CVE-2018-0626

Vulnerability

Aterm WG1200HP firmware Ver1.0.31 and earlier contains an OS command injection vulnerability (CWE-78) via the sysCmd parameter in the formWsc component. An attacker with administrative privileges can inject arbitrary OS commands through this parameter. The affected firmware versions are all prior to Ver1.0.31 [1].

Exploitation

To exploit this vulnerability, an attacker must already have administrative access to the device. The attacker then sends a crafted request containing malicious OS commands in the sysCmd parameter of the formWsc CGI interface. No user interaction beyond the initial administrative login is required.

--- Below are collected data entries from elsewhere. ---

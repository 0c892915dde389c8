use std::collections::HashMap;
use std::sync::{PoisonError, RwLock, RwLockReadGuard, RwLockWriteGuard};
use thiserror::Error;

use crate::{consts::consts::EntityId, model::person::Person};

/// Every variant means the referenced person does not exist
#[derive(Error, Debug, PartialEq)]
pub enum StoreError {
    // CRUD - GET
    #[error("Not found, person does not exist: {0}")]
    CannotGetDoesNotExist(EntityId),

    // CRUD - UPDATE
    #[error("Cannot update, person does not exist: {0}")]
    CannotUpdateDoesNotExist(EntityId),

    // CRUD - DELETE
    #[error("Cannot delete, person does not exist: {0}")]
    CannotDeleteDoesNotExist(EntityId),
}

/// In-memory person table shared by every request handler.
///
/// A single reader / writer lock guards the whole map. Reads share the lock, every mutation holds
/// the write lock for its full check-then-act sequence so an update can never interleave with a
/// delete of the same id.
///
/// A poisoned lock is recovered instead of propagated: no operation panics while holding the write
/// guard, so the map is never left half-written.
pub struct PersonStore {
    person_rows: RwLock<HashMap<EntityId, Person>>,
}

impl PersonStore {
    pub fn new() -> Self {
        Self {
            person_rows: RwLock::new(HashMap::new()),
        }
    }

    /// Inserts the person, replacing any record already stored at its id
    pub fn add(&self, person: Person) {
        self.write().insert(person.id.clone(), person);
    }

    pub fn get(&self, id: &EntityId) -> Result<Person, StoreError> {
        self.read()
            .get(id)
            .cloned()
            .ok_or_else(|| StoreError::CannotGetDoesNotExist(id.clone()))
    }

    /// Snapshot of every record, in no particular order
    pub fn get_all(&self) -> Vec<Person> {
        self.read().values().cloned().collect()
    }

    /// Replaces name, age and hobbies of the record at `person.id`, the id itself never changes
    pub fn update(&self, person: Person) -> Result<Person, StoreError> {
        let mut person_rows = self.write();

        let existing = person_rows
            .get_mut(&person.id)
            .ok_or_else(|| StoreError::CannotUpdateDoesNotExist(person.id.clone()))?;

        existing.name = person.name;
        existing.age = person.age;
        existing.hobbies = person.hobbies;

        Ok(existing.clone())
    }

    pub fn delete(&self, id: &EntityId) -> Result<(), StoreError> {
        self.write()
            .remove(id)
            .map(|_| ())
            .ok_or_else(|| StoreError::CannotDeleteDoesNotExist(id.clone()))
    }

    pub fn len(&self) -> usize {
        self.read().len()
    }

    pub fn is_empty(&self) -> bool {
        self.read().is_empty()
    }

    fn read(&self) -> RwLockReadGuard<'_, HashMap<EntityId, Person>> {
        self.person_rows
            .read()
            .unwrap_or_else(PoisonError::into_inner)
    }

    fn write(&self) -> RwLockWriteGuard<'_, HashMap<EntityId, Person>> {
        self.person_rows
            .write()
            .unwrap_or_else(PoisonError::into_inner)
    }
}

impl Default for PersonStore {
    fn default() -> Self {
        Self::new()
    }
}
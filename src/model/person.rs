use serde::{Deserialize, Serialize};

use crate::consts::consts::EntityId;

#[derive(Serialize, Deserialize, Clone, Debug, PartialEq)]
pub struct Person {
    pub id: EntityId,
    pub name: String,
    pub age: i64,
    pub hobbies: Vec<String>,
}

impl Person {
    pub fn new(name: String, age: i64, hobbies: Vec<String>) -> Self {
        Person {
            id: EntityId::new(),
            name,
            age,
            hobbies,
        }
    }

    /// Builds the record to persist from a payload that has already passed validation
    pub fn from_payload(id: EntityId, payload: PersonPayload) -> Self {
        Person {
            id,
            name: payload.name,
            age: payload.age,
            hobbies: payload.hobbies.unwrap_or_default(),
        }
    }

    pub fn new_test() -> Self {
        Person {
            id: EntityId("1".to_string()),
            name: "Full Name".to_string(),
            age: 30,
            hobbies: vec!["Reading".to_string()],
        }
    }
}

/// Body of a create or update request.
///
/// Missing fields fall back to their empty value so that the validator, not the decoder, rejects
/// them. `hobbies` stays an `Option` because `null` / absent is invalid while `[]` is not.
/// Any `id` sent by the client is ignored.
#[derive(Deserialize, Serialize, Clone, Debug, Default, PartialEq)]
#[serde(default)]
pub struct PersonPayload {
    pub name: String,
    pub age: i64,
    pub hobbies: Option<Vec<String>>,
}
use std::io;

use actix_web::{
    middleware::{self, Condition},
    web::Data,
    App, HttpServer,
};

use crate::database::store::PersonStore;

use super::{options::ServerOptions, routes};

pub struct Server {
    options: ServerOptions,
}

impl Server {
    pub fn new(options: ServerOptions) -> Self {
        Self { options }
    }

    /// Serves the person API until the process receives a shutdown signal. The store is shared by
    /// every worker, it is created by the caller and outlives the server.
    pub async fn run(self, store: Data<PersonStore>) -> io::Result<()> {
        let ServerOptions {
            address,
            port,
            http_workers,
            log_http,
        } = self.options;

        log::info!("starting HTTP server on {}:{}", address, port);

        log::info!(
            "📀 Store              [Persons: {}, HttpWorkers: {}]",
            store.len(),
            http_workers
        );

        HttpServer::new(move || {
            App::new()
                .app_data(store.clone())
                .configure(routes::configure)
                .wrap(routes::cors())
                .wrap(Condition::new(log_http, middleware::Logger::default()))
        })
        .workers(http_workers)
        .bind((address, port))?
        .run()
        .await
    }
}
use thiserror::Error;

use super::person::PersonPayload;

#[derive(Error, Debug, PartialEq)]
pub enum ValidationError {
    #[error("name must not be empty")]
    EmptyName,

    #[error("age must be greater than 0, got {0}")]
    NonPositiveAge(i64),

    #[error("hobbies is required, use an empty array for no hobbies")]
    MissingHobbies,

    #[error("hobbies must not contain empty values, found one at index {0}")]
    EmptyHobby(usize),
}

/// Checks the payload of a create / update before it reaches the store. Does not look at the
/// store, so existence of the target record is checked afterwards.
pub fn validate(payload: &PersonPayload) -> Result<(), ValidationError> {
    if payload.name.is_empty() {
        return Err(ValidationError::EmptyName);
    }

    if payload.age <= 0 {
        return Err(ValidationError::NonPositiveAge(payload.age));
    }

    let hobbies = payload
        .hobbies
        .as_ref()
        .ok_or(ValidationError::MissingHobbies)?;

    if let Some(index) = hobbies.iter().position(|hobby| hobby.is_empty()) {
        return Err(ValidationError::EmptyHobby(index));
    }

    Ok(())
}

pub fn is_valid(payload: &PersonPayload) -> bool {
    validate(payload).is_ok()
}
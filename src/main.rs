use std::io;

use actix_web::web::Data;
use clap::Parser;
use persondb::{
    consts::consts::{DEFAULT_HTTP_WORKERS, DEFAULT_PORT},
    database::store::PersonStore,
    server::{options::ServerOptions, server::Server},
};

/// 📀 Persondb HTTP Server, provides a JSON CRUD interface over an in-memory person store
#[derive(Parser, Debug)]
struct Cli {
    /// Port the http server will run on
    #[clap(short, long, env = "PORT", default_value_t = DEFAULT_PORT)]
    port: u16,

    /// Address the http server will run on
    #[clap(short, long, default_value = "0.0.0.0")]
    address: String,

    /// Logs every request handled by the server
    #[clap(long)]
    log_http: bool,

    #[clap(long, default_value_t = DEFAULT_HTTP_WORKERS)]
    http_workers: usize,
}

#[actix_web::main]
async fn main() -> io::Result<()> {
    env_logger::init_from_env(env_logger::Env::new().default_filter_or("info"));

    let args = Cli::parse();

    let options = ServerOptions::default()
        .set_address(args.address)
        .set_port(args.port)
        .set_http_workers(args.http_workers)
        .set_log_http(args.log_http);

    // Single store for the lifetime of the process, shared with every worker
    let store = Data::new(PersonStore::new());

    Server::new(options).run(store).await
}
use crate::consts::consts::{DEFAULT_HTTP_WORKERS, DEFAULT_PORT};

#[derive(Debug, Clone)]
pub struct ServerOptions {
    pub address: String,
    pub port: u16,
    pub http_workers: usize,
    pub log_http: bool,
}

// Implements: https://rust-unofficial.github.io/patterns/patterns/creational/builder.html
impl ServerOptions {
    pub fn set_address(mut self, address: String) -> Self {
        self.address = address;
        self
    }

    pub fn set_port(mut self, port: u16) -> Self {
        self.port = port;
        self
    }

    /// Number of actix workers, each one handles requests on its own thread
    pub fn set_http_workers(mut self, http_workers: usize) -> Self {
        self.http_workers = http_workers;
        self
    }

    /// Enables the per request access log
    pub fn set_log_http(mut self, log_http: bool) -> Self {
        self.log_http = log_http;
        self
    }
}

impl Default for ServerOptions {
    fn default() -> Self {
        Self {
            address: "0.0.0.0".to_string(),
            port: DEFAULT_PORT,
            http_workers: DEFAULT_HTTP_WORKERS,
            log_http: false,
        }
    }
}
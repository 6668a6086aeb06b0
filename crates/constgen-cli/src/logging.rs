// Logging and verbosity control

use std::sync::atomic::{AtomicU8, Ordering};

use tracing::Level;

use crate::error::{CliError, CliResult};

/// Global verbosity level
static VERBOSITY: AtomicU8 = AtomicU8::new(1);

/// Verbosity levels
#[derive(Debug, Clone, Copy, PartialEq, Eq, PartialOrd, Ord)]
pub enum VerbosityLevel {
    /// Quiet mode - errors only
    Quiet = 0,
    /// Normal mode - standard output
    Normal = 1,
    /// Verbose mode - per-file details
    Verbose = 2,
}

impl VerbosityLevel {
    /// Get the current verbosity level
    pub fn current() -> Self {
        match VERBOSITY.load(Ordering::Relaxed) {
            0 => VerbosityLevel::Quiet,
            1 => VerbosityLevel::Normal,
            _ => VerbosityLevel::Verbose,
        }
    }

    /// Set the verbosity level
    pub fn set(level: Self) {
        VERBOSITY.store(level as u8, Ordering::Relaxed);
    }

    /// Check if we should output at this level
    pub fn should_output(&self) -> bool {
        self <= &Self::current()
    }

    fn from_flags(verbose: bool, quiet: bool) -> Self {
        if quiet {
            VerbosityLevel::Quiet
        } else if verbose {
            VerbosityLevel::Verbose
        } else {
            VerbosityLevel::Normal
        }
    }

    /// Default tracing level for this verbosity
    pub fn tracing_level(&self) -> Level {
        match self {
            VerbosityLevel::Quiet => Level::ERROR,
            VerbosityLevel::Normal => Level::WARN,
            VerbosityLevel::Verbose => Level::DEBUG,
        }
    }
}

/// Initialize console verbosity based on CLI flags
pub fn init_logging(verbose: bool, quiet: bool) {
    VerbosityLevel::set(VerbosityLevel::from_flags(verbose, quiet));
}

/// Parse a `--log-level` value
pub fn parse_level(value: &str) -> CliResult<Level> {
    match value.to_ascii_lowercase().as_str() {
        "trace" => Ok(Level::TRACE),
        "debug" => Ok(Level::DEBUG),
        "info" => Ok(Level::INFO),
        "warn" | "warning" => Ok(Level::WARN),
        "error" => Ok(Level::ERROR),
        other => Err(CliError::InvalidArgument {
            message: format!(
                "unknown log level '{}', expected one of trace, debug, info, warn, error",
                other
            ),
        }),
    }
}

/// Install the stderr tracing subscriber
///
/// An explicit `--log-level` wins over the verbosity flags. Installing a
/// second subscriber in the same process is a no-op.
pub fn init_tracing(verbose: bool, quiet: bool, log_level: Option<&str>) -> CliResult<()> {
    let level = match log_level {
        Some(value) => parse_level(value)?,
        None => VerbosityLevel::from_flags(verbose, quiet).tracing_level(),
    };

    let installed = tracing_subscriber::fmt()
        .with_max_level(level)
        .with_target(verbose)
        .with_writer(std::io::stderr)
        .try_init();
    if installed.is_err() {
        tracing::debug!("Tracing subscriber already installed");
    }

    Ok(())
}

/// Print a message to stderr at the given verbosity level
pub fn log_at_level(level: VerbosityLevel, message: &str) {
    if level.should_output() {
        eprintln!("{}", message);
    }
}

/// Print a detail message (only in verbose mode)
pub fn debug(message: &str) {
    log_at_level(VerbosityLevel::Verbose, message);
}

#[cfg(test)]
mod tests {
    use super::*;

    #[test]
    fn test_verbosity_flags() {
        init_logging(false, true);
        assert_eq!(VerbosityLevel::current(), VerbosityLevel::Quiet);
        assert!(VerbosityLevel::Quiet.should_output());
        assert!(!VerbosityLevel::Normal.should_output());

        init_logging(true, false);
        assert_eq!(VerbosityLevel::current(), VerbosityLevel::Verbose);
        assert!(VerbosityLevel::Verbose.should_output());

        init_logging(false, false);
        assert_eq!(VerbosityLevel::current(), VerbosityLevel::Normal);
        assert!(!VerbosityLevel::Verbose.should_output());
    }

    #[test]
    fn test_quiet_wins_over_verbose() {
        assert_eq!(VerbosityLevel::from_flags(true, true), VerbosityLevel::Quiet);
    }

    #[test]
    fn test_tracing_level_per_verbosity() {
        assert_eq!(VerbosityLevel::Quiet.tracing_level(), Level::ERROR);
        assert_eq!(VerbosityLevel::Normal.tracing_level(), Level::WARN);
        assert_eq!(VerbosityLevel::Verbose.tracing_level(), Level::DEBUG);
    }

    #[test]
    fn test_parse_level() {
        assert_eq!(parse_level("INFO").unwrap(), Level::INFO);
        assert_eq!(parse_level("warning").unwrap(), Level::WARN);
        assert!(matches!(
            parse_level("loud"),
            Err(CliError::InvalidArgument { .. })
        ));
    }

    #[test]
    fn test_init_tracing_rejects_bad_level() {
        assert!(init_tracing(false, false, Some("loud")).is_err());
    }
}
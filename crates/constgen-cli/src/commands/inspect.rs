// Show which markers the configured templates contain

use std::path::PathBuf;

use async_trait::async_trait;
use constgen_generation::{AdapterRegistry, PipelineConfig, TemplateCache, TemplateKind};
use constgen_storage::{ConfigLoader, LoadedSettings};

use super::Command;
use crate::error::{CliError, CliResult};
use crate::output::OutputStyle;

/// Marker lines found in one template, 1-based
#[derive(Debug, Clone, PartialEq, Eq)]
pub struct TemplateSummary {
    pub kind: TemplateKind,
    pub path: PathBuf,
    pub repeat_line: Option<usize>,
    pub comment_line: Option<usize>,
    /// Read error, when the template could not be loaded
    pub error: Option<String>,
}

/// One generator item as the pipeline would see it
#[derive(Debug, Clone, PartialEq, Eq)]
pub struct ItemSummary {
    pub logic_id: String,
    pub is_active: bool,
    pub adapter_registered: bool,
    pub outputs: Vec<PathBuf>,
}

/// Inspect the settings file and its templates
pub struct InspectCommand {
    pub config_path: PathBuf,
}

impl InspectCommand {
    pub fn new(config_path: impl Into<PathBuf>) -> Self {
        Self {
            config_path: config_path.into(),
        }
    }

    /// Parse the three configured templates
    pub fn templates(loaded: &LoadedSettings) -> Vec<TemplateSummary> {
        let mut cache = TemplateCache::new(loaded.settings.templates.resolve(&loaded.base_dir));

        TemplateKind::ALL
            .iter()
            .map(|&kind| {
                let path = cache.path(kind).to_path_buf();
                match cache.get(kind) {
                    Ok(parsed) => TemplateSummary {
                        kind,
                        path,
                        repeat_line: parsed.repeat_site().map(|site| site.line_index + 1),
                        comment_line: parsed.comment_site().map(|site| site.line_index + 1),
                        error: None,
                    },
                    Err(e) => TemplateSummary {
                        kind,
                        path,
                        repeat_line: None,
                        comment_line: None,
                        error: Some(e.to_string()),
                    },
                }
            })
            .collect()
    }

    /// Summarize configured items against the registered adapters
    pub fn items(loaded: &LoadedSettings, registry: &AdapterRegistry) -> Vec<ItemSummary> {
        let config = PipelineConfig::from_settings(loaded);
        loaded
            .settings
            .generators
            .iter()
            .map(|item| {
                let kinds: &[TemplateKind] = if item.create_editor_only_lookup {
                    &TemplateKind::ALL
                } else {
                    &[TemplateKind::Runtime]
                };
                ItemSummary {
                    logic_id: item.logic_id.clone(),
                    is_active: item.is_active,
                    adapter_registered: registry.contains(&item.logic_id),
                    outputs: kinds.iter().map(|&kind| config.output_path(item, kind)).collect(),
                }
            })
            .collect()
    }
}

fn describe_line(line: Option<usize>) -> String {
    match line {
        Some(line) => format!("line {}", line),
        None => "missing".to_string(),
    }
}

#[async_trait]
impl Command for InspectCommand {
    async fn execute(&self) -> CliResult<()> {
        let loaded = ConfigLoader::load(&self.config_path)?;
        let registry = AdapterRegistry::discover();
        let style = OutputStyle::default();

        println!("{}", style.section("Settings"));
        println!("{}", style.key_value("file", &loaded.path.display().to_string()));
        println!("{}", style.key_value("data root", &loaded.data_root().display().to_string()));
        let watching = loaded
            .watch_path()
            .map(|path| path.display().to_string())
            .unwrap_or_else(|| "(not set)".to_string());
        println!("{}", style.key_value("watch", &watching));

        println!("{}", style.section("Templates"));
        let templates = Self::templates(&loaded);
        for template in &templates {
            println!(
                "{}",
                style.key_value(
                    &template.kind.to_string(),
                    &style.code(&template.path.display().to_string())
                )
            );
            match &template.error {
                Some(error) => println!("    {}", style.error(error)),
                None => {
                    let repeat = describe_line(template.repeat_line);
                    if template.repeat_line.is_some() {
                        println!("    {}", style.success(&format!("repeat marker: {}", repeat)));
                    } else {
                        println!("    {}", style.warning(&format!("repeat marker: {}", repeat)));
                    }
                    println!(
                        "    {}",
                        style.info(&format!(
                            "comment marker: {}",
                            describe_line(template.comment_line)
                        ))
                    );
                }
            }
        }

        println!("{}", style.section("Generators"));
        for item in Self::items(&loaded, &registry) {
            let mut status = Vec::new();
            if !item.is_active {
                status.push("inactive");
            }
            if !item.adapter_registered {
                status.push("no adapter");
            }
            let label = if status.is_empty() {
                item.logic_id.clone()
            } else {
                format!("{} ({})", item.logic_id, status.join(", "))
            };
            println!("{}", style.list_item(&label));
            for output in &item.outputs {
                println!("      {}", style.code(&output.display().to_string()));
            }
        }

        let unreadable = templates.iter().filter(|t| t.error.is_some()).count();
        if unreadable > 0 {
            return Err(CliError::Config(format!(
                "{} template(s) could not be read",
                unreadable
            )));
        }
        Ok(())
    }
}
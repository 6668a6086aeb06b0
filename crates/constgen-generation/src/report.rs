//! Run reports
//!
//! A completed run reports what happened to every selected item, in
//! configuration order, plus every template that lacked a repeat-line
//! marker so callers can detect output files without a data block.

use std::path::PathBuf;
use std::time::Duration;

use crate::error::GenerationError;
use crate::output_writer::FileWriteResult;
use crate::templates::TemplateKind;

/// Result of one pipeline entry point call
#[derive(Debug)]
pub enum RunOutcome {
    /// The run executed
    Completed(RunReport),
    /// Another run was in progress; the request was dropped
    Skipped,
}

impl RunOutcome {
    pub fn report(&self) -> Option<&RunReport> {
        match self {
            RunOutcome::Completed(report) => Some(report),
            RunOutcome::Skipped => None,
        }
    }

    pub fn into_report(self) -> Option<RunReport> {
        match self {
            RunOutcome::Completed(report) => Some(report),
            RunOutcome::Skipped => None,
        }
    }

    pub fn is_skipped(&self) -> bool {
        matches!(self, RunOutcome::Skipped)
    }
}

/// What happened to one generator item
#[derive(Debug)]
pub enum ItemOutcome {
    /// Files were produced (or computed, in dry-run mode)
    Written { files: Vec<FileWriteResult> },
    /// The item was not processed
    Skipped { reason: String },
    /// The item was aborted; remaining items were still processed
    Failed { error: GenerationError },
}

/// Per-item entry of a run report
#[derive(Debug)]
pub struct ItemReport {
    /// Position of the item in the configured list
    pub index: usize,
    pub logic_id: String,
    /// Number of entries produced by the item's data source
    pub entries: usize,
    pub outcome: ItemOutcome,
}

impl ItemReport {
    pub fn is_failed(&self) -> bool {
        matches!(self.outcome, ItemOutcome::Failed { .. })
    }

    pub fn is_skipped(&self) -> bool {
        matches!(self.outcome, ItemOutcome::Skipped { .. })
    }

    /// Files of a successful item
    pub fn files(&self) -> &[FileWriteResult] {
        match &self.outcome {
            ItemOutcome::Written { files } => files,
            _ => &[],
        }
    }
}

/// A template used by an item that has no repeat-line marker
#[derive(Debug, Clone, PartialEq, Eq)]
pub struct MissingMarker {
    pub logic_id: String,
    pub kind: TemplateKind,
    pub template_path: PathBuf,
}

/// Summary of a completed run
#[derive(Debug, Default)]
pub struct RunReport {
    pub items: Vec<ItemReport>,
    pub missing_markers: Vec<MissingMarker>,
    pub dry_run: bool,
    pub duration: Duration,
}

impl RunReport {
    /// Every file produced by the run, in write order
    pub fn files(&self) -> impl Iterator<Item = &FileWriteResult> {
        self.items.iter().flat_map(ItemReport::files)
    }

    pub fn files_written(&self) -> usize {
        self.files().filter(|file| file.written).count()
    }

    pub fn failures(&self) -> impl Iterator<Item = &ItemReport> {
        self.items.iter().filter(|item| item.is_failed())
    }

    /// Whether no item failed
    pub fn is_success(&self) -> bool {
        self.failures().next().is_none()
    }
}
// Regenerate whenever the watched data file changes

use std::path::{Path, PathBuf};
use std::sync::Arc;
use std::time::Duration;

use async_trait::async_trait;
use constgen_generation::{
    AdapterRegistry, ChangeWatcher, GenerationPipeline, LogRefresh, NotifyBackend, PipelineConfig,
    WatchLoop,
};
use constgen_storage::{ConfigLoader, LoadedSettings};
use tokio::sync::watch;
use tokio::time::{self, MissedTickBehavior};
use tracing::{info, warn};

use super::Command;
use crate::error::{CliError, CliResult};
use crate::output;

/// A watch loop ready to run, plus the handle that re-targets it
pub struct WatchSetup {
    pub watch_loop: WatchLoop<NotifyBackend>,
    /// Watched path at startup
    pub path: PathBuf,
    /// Publishes a new watched path; the loop re-arms on its next due tick
    pub path_tx: watch::Sender<Option<PathBuf>>,
    /// Interval between two settings reloads
    pub tick_rate: Duration,
}

/// Run the change watcher until Ctrl-C
pub struct WatchCommand {
    pub config_path: PathBuf,
}

impl WatchCommand {
    pub fn new(config_path: impl Into<PathBuf>) -> Self {
        Self {
            config_path: config_path.into(),
        }
    }

    /// Build the watch loop from loaded settings
    pub fn build_loop(loaded: &LoadedSettings) -> CliResult<WatchSetup> {
        let watch_settings = &loaded.settings.watch;
        let path = loaded.watch_path().ok_or_else(|| {
            CliError::Config("watch.path is not set, nothing to watch".to_string())
        })?;

        let tick_rate = Duration::try_from_secs_f64(watch_settings.tick_rate_secs).map_err(|e| {
            CliError::Config(format!(
                "watch.tick_rate_secs {} is not a valid duration: {}",
                watch_settings.tick_rate_secs, e
            ))
        })?;
        let filter = (!watch_settings.logic_ids.is_empty()).then(|| watch_settings.logic_ids.clone());

        let pipeline = GenerationPipeline::new(
            PipelineConfig::from_settings(loaded),
            AdapterRegistry::discover(),
        )
        .with_refresh(Arc::new(LogRefresh));

        let (path_tx, path_rx) = watch::channel(Some(path.clone()));
        let watch_loop = WatchLoop::new(
            ChangeWatcher::new(NotifyBackend::new(), tick_rate),
            pipeline,
            loaded.settings.generators.clone(),
            path_rx,
        )
        .with_filter(filter)
        .with_min_tick(Duration::from_millis(watch_settings.min_tick_ms));

        Ok(WatchSetup {
            watch_loop,
            path,
            path_tx,
            tick_rate,
        })
    }

    /// Re-read the settings file and publish its watch path if it moved
    ///
    /// Returns whether a new path was published. Clearing `watch.path`
    /// publishes `None`, which stops watching until a path is set again.
    pub fn reload_watch_path(
        config_path: &Path,
        path_tx: &watch::Sender<Option<PathBuf>>,
    ) -> CliResult<bool> {
        let path = ConfigLoader::load(config_path)?.watch_path();
        Ok(path_tx.send_if_modified(|current| {
            if *current == path {
                return false;
            }
            *current = path;
            true
        }))
    }
}

#[async_trait]
impl Command for WatchCommand {
    async fn execute(&self) -> CliResult<()> {
        let loaded = ConfigLoader::load(&self.config_path)?;
        let WatchSetup {
            watch_loop,
            path,
            path_tx,
            tick_rate,
        } = Self::build_loop(&loaded)?;

        let config_path = self.config_path.clone();
        let reload = tokio::spawn(async move {
            let mut interval = time::interval(tick_rate);
            interval.set_missed_tick_behavior(MissedTickBehavior::Skip);
            interval.tick().await;
            loop {
                interval.tick().await;
                match WatchCommand::reload_watch_path(&config_path, &path_tx) {
                    Ok(true) => {
                        let current = path_tx.borrow().clone();
                        info!(path = ?current, "Watch path changed in settings");
                    }
                    Ok(false) => {}
                    Err(e) => warn!(error = %e, "Failed to reload settings, keeping watch path"),
                }
            }
        });

        output::print_info(&format!(
            "Watching {} (press Ctrl-C to stop)",
            path.display()
        ));

        watch_loop
            .run(async {
                if let Err(e) = tokio::signal::ctrl_c().await {
                    warn!(error = %e, "Failed to listen for Ctrl-C");
                }
            })
            .await?;
        reload.abort();

        output::print_info("Stopped watching");
        Ok(())
    }
}

#[cfg(test)]
mod tests {
    use std::fs;

    use constgen_storage::Settings;
    use tempfile::TempDir;

    use super::*;

    fn loaded(settings: Settings) -> LoadedSettings {
        LoadedSettings {
            settings,
            base_dir: PathBuf::from("/project"),
            path: PathBuf::from("/project/constgen.yaml"),
        }
    }

    #[test]
    fn test_watch_requires_path() {
        let err = WatchCommand::build_loop(&loaded(Settings::default())).err();
        assert!(matches!(err, Some(CliError::Config(_))));
    }

    #[test]
    fn test_watch_path_resolves_against_data_root() {
        let mut settings = Settings::default();
        settings.data_root = PathBuf::from("Assets");
        settings.watch.path = Some(PathBuf::from("loca.json"));

        let setup = WatchCommand::build_loop(&loaded(settings)).unwrap();
        assert_eq!(setup.path, PathBuf::from("/project/Assets/loca.json"));
        assert_eq!(setup.tick_rate, Duration::from_secs(3));
        assert_eq!(setup.watch_loop.watcher().last_watched_path(), None);
    }

    #[test]
    fn test_reload_publishes_edited_watch_path() {
        let dir = TempDir::new().unwrap();
        let config = dir.path().join("constgen.yaml");
        fs::write(&config, "watch:\n  path: a.json\n").unwrap();
        let setup = WatchCommand::build_loop(&ConfigLoader::load(&config).unwrap()).unwrap();
        let path_rx = setup.path_tx.subscribe();

        assert!(!WatchCommand::reload_watch_path(&config, &setup.path_tx).unwrap());

        fs::write(&config, "watch:\n  path: b.json\n").unwrap();
        assert!(WatchCommand::reload_watch_path(&config, &setup.path_tx).unwrap());
        assert_eq!(*path_rx.borrow(), Some(dir.path().join("b.json")));
        assert!(!WatchCommand::reload_watch_path(&config, &setup.path_tx).unwrap());
    }

    #[test]
    fn test_reload_keeps_path_on_broken_settings() {
        let dir = TempDir::new().unwrap();
        let config = dir.path().join("constgen.yaml");
        fs::write(&config, "watch:\n  path: a.json\n").unwrap();
        let setup = WatchCommand::build_loop(&ConfigLoader::load(&config).unwrap()).unwrap();

        fs::write(&config, "watch: [not, a, map\n").unwrap();
        assert!(WatchCommand::reload_watch_path(&config, &setup.path_tx).is_err());
        assert_eq!(*setup.path_tx.borrow(), Some(dir.path().join("a.json")));
    }
}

The attack vector is adjacent network (AV:A), requiring the attacker to be on the same network segment as the device [1].

Impact

Successful exploitation allows the attacker to execute arbitrary OS commands on the device with the privileges of the web server process. This leads to full compromise of confidentiality, integrity, and availability (CIA) of the device. The CVSS v3 score is 6.8 (Medium) with vector AV:A/AC:L/PR:H/UI:N/S:U/C:H/I:H/A:H, indicating a high impact on all three security objectives [1].

Mitigation

NEC Corporation has released updated firmware. Users should apply the latest firmware version available from the vendor's support site. The advisory strongly recommends updating immediately. No workaround is provided other than applying the patch [1].